• Task to complete:
Show every line in the records below that contains the word "types".

• Information shown:
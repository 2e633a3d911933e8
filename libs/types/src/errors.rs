//! Error types for the ledger and the order engine
//!
//! Business failures are typed so callers can react to them; anything the
//! storage layer reports is wrapped in `StoreError` and passed through opaquely.

use rust_decimal::Decimal;
use thiserror::Error;

use crate::ids::{AssetName, CustomerId, OrderId};
use crate::order::OrderStatus;

/// Infrastructure failure reported by a balance or order store
#[derive(Error, Debug, Clone, PartialEq)]
pub enum StoreError {
    #[error("Store unavailable: {reason}")]
    Unavailable { reason: String },
}

impl StoreError {
    pub fn unavailable(reason: impl Into<String>) -> Self {
        StoreError::Unavailable {
            reason: reason.into(),
        }
    }
}

/// Ledger-specific errors
#[derive(Error, Debug, Clone, PartialEq)]
pub enum LedgerError {
    #[error("Invalid argument: {reason}")]
    InvalidArgument { reason: String },

    #[error("Asset not found: {asset} for customer {customer_id}")]
    AssetNotFound {
        customer_id: CustomerId,
        asset: AssetName,
    },

    #[error("Insufficient funds for asset {asset}: required {required}, available {available}")]
    InsufficientFunds {
        customer_id: CustomerId,
        asset: AssetName,
        required: Decimal,
        available: Decimal,
    },

    #[error("Invalid ledger state: {reason}")]
    InvalidState { reason: String },

    #[error(transparent)]
    Store(#[from] StoreError),
}

impl LedgerError {
    pub fn invalid_argument(reason: impl Into<String>) -> Self {
        LedgerError::InvalidArgument {
            reason: reason.into(),
        }
    }

    pub fn invalid_state(reason: impl Into<String>) -> Self {
        LedgerError::InvalidState {
            reason: reason.into(),
        }
    }

    /// True for faults the caller cannot fix by changing its request
    pub fn is_infrastructure(&self) -> bool {
        matches!(self, LedgerError::Store(_))
    }
}

/// Order-specific errors
#[derive(Error, Debug, Clone, PartialEq)]
pub enum OrderError {
    #[error("Invalid argument: {reason}")]
    InvalidArgument { reason: String },

    #[error("Order not found: {order_id}")]
    OrderNotFound { order_id: OrderId },

    #[error("Cannot {operation} order {order_id} with status {status}")]
    InvalidOrderStatus {
        order_id: OrderId,
        status: OrderStatus,
        operation: String,
    },

    #[error(transparent)]
    Ledger(#[from] LedgerError),

    #[error(transparent)]
    Store(#[from] StoreError),
}

impl OrderError {
    pub fn invalid_argument(reason: impl Into<String>) -> Self {
        OrderError::InvalidArgument {
            reason: reason.into(),
        }
    }

    pub fn is_infrastructure(&self) -> bool {
        match self {
            OrderError::Store(_) => true,
            OrderError::Ledger(err) => err.is_infrastructure(),
            _ => false,
        }
    }
}

#[cfg(test)]
mod tests {
    use super::*;

    #[test]
    fn test_insufficient_funds_display() {
        let err = LedgerError::InsufficientFunds {
            customer_id: CustomerId::try_new("CUST001").unwrap(),
            asset: AssetName::try_new("TRY").unwrap(),
            required: Decimal::from(20000),
            available: Decimal::from(10000),
        };
        let msg = err.to_string();
        assert!(msg.contains("TRY"));
        assert!(msg.contains("20000"));
        assert!(msg.contains("10000"));
    }

    #[test]
    fn test_invalid_order_status_display() {
        let order_id = OrderId::new();
        let err = OrderError::InvalidOrderStatus {
            order_id,
            status: OrderStatus::Matched,
            operation: "cancel".to_string(),
        };
        assert_eq!(
            err.to_string(),
            format!("Cannot cancel order {} with status MATCHED", order_id)
        );
    }

    #[test]
    fn test_order_error_from_ledger_error() {
        let ledger_err = LedgerError::invalid_state("amount exceeds total");
        let order_err: OrderError = ledger_err.clone().into();
        assert_eq!(order_err, OrderError::Ledger(ledger_err));
        assert!(!order_err.is_infrastructure());
    }

    #[test]
    fn test_store_errors_are_infrastructure() {
        let err: OrderError = LedgerError::from(StoreError::unavailable("disk gone")).into();
        assert!(err.is_infrastructure());
        assert!(OrderError::from(StoreError::unavailable("x")).is_infrastructure());
        assert_eq!(err.to_string(), "Store unavailable: disk gone");
    }
}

• Task response:
filename libs/types/src/errors.rs
//! Error types for the ledger and the order engine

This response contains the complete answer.